Я закрыла дверь. Лароса уже был на кухне. Плита была выдвинута на улицу, как и все остальные плиты в Сан-Франциско. И виднелась лишь ее засаленная и оплетенная путиной стенка. Данте вытащил из буфета полбуханки хлеба, две банки с сардинами, одну с томатами и…
– Где вы достали вино? Ведь продавать ликер запрещено.
– Никто не запрещал его пить. – Лароса поставил бутылку на стол с победоносным стуком. – Я знаю, где его раздобыть. У Папы Дженнаро ниже по улице. Я помог ему спасти дом. – Закатав рукав, Данте вытянул руку с гладкой оливковой кожей. – Вот, лишился при этом всех волос на руках. Присаживайтесь.
Сняв с головы его шляпу, я положила ее на полку и присела на один из стульев за столом.
– Все стекло побилось при землетрясении. Нам придется уподобиться на некоторое время богеме и пить из бутылки. Знаю, девушки из высшего общества так не делают, но…
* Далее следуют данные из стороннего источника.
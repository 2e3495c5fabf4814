use core::time::Duration;

use tracing::debug;

use super::{Confinement, Ghost, Mode};
use crate::env::MazeEnv;

impl Ghost {
    /// Runs the chase/scatter alternation.
    ///
    /// An unset mode becomes scatter at once; chase and scatter swap when
    /// their interval has elapsed since the last transition. Frightened is
    /// left alone. Calling it again within the same interval changes nothing,
    /// and it never acts on an agent that is not roaming.
    pub fn evaluate_mode(&mut self, env: &MazeEnv<'_>) {
        if self.confinement != Confinement::Active {
            return;
        }

        let now = env.now();
        let elapsed = now.saturating_sub(self.mode_since);
        let config = env.config();
        match self.mode {
            Mode::Unset => self.enter_mode(Mode::Scatter, now),
            Mode::Chase if elapsed >= config.chase_interval() => {
                self.enter_mode(Mode::Scatter, now);
            }
            Mode::Scatter if elapsed >= config.scatter_interval() => {
                self.patrol_arrival = None;
                self.enter_mode(Mode::Chase, now);
            }
            _ => {}
        }
    }

    /// Applies the external fear signal.
    ///
    /// Fear starting on a roaming agent drops its heading and patrol; fear
    /// ending sends it back to scatter with a fresh timer. Agents in the pen or
    /// on their way back ignore the signal.
    pub fn trigger_fear(&mut self, afraid: bool, env: &MazeEnv<'_>) {
        if self.confinement != Confinement::Active {
            return;
        }

        match (self.is_frightened(), afraid) {
            (false, true) => {
                self.heading = None;
                self.patrol_arrival = None;
                self.mode = Mode::Frightened;
                debug!("{} ghost is frightened at {}", self.personality, self.tile);
            }
            (true, false) => {
                self.heading = None;
                self.enter_mode(Mode::Scatter, env.now());
            }
            _ => {}
        }
    }

    pub(crate) fn enter_mode(&mut self, mode: Mode, now: Duration) {
        debug!(
            "{} ghost mode {} -> {} at {:?}",
            self.personality, self.mode, mode, now
        );
        self.mode = mode;
        self.mode_since = now;
    }
}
Вытащив пробку, Данте протянул мне бутылку, я подняла ее вместо тоста и отпила глоток. Я не пробовала вино так давно, что оно обожгло мне глотку. Но это жжение было таким приятным, что я невольно закрыла глаза и вздохнула.
– Какое оно вкусное! Как же давно я не… – попыталась заговорить я и замолкла, устыдившись нежданных слез. Я постаралась незаметно вытереть их краешком рукава, но, вскинув глаза, убедилась, что Данте за мной наблюдал. И, ощутив странное пугающее волнение, поспешила отвести взгляд.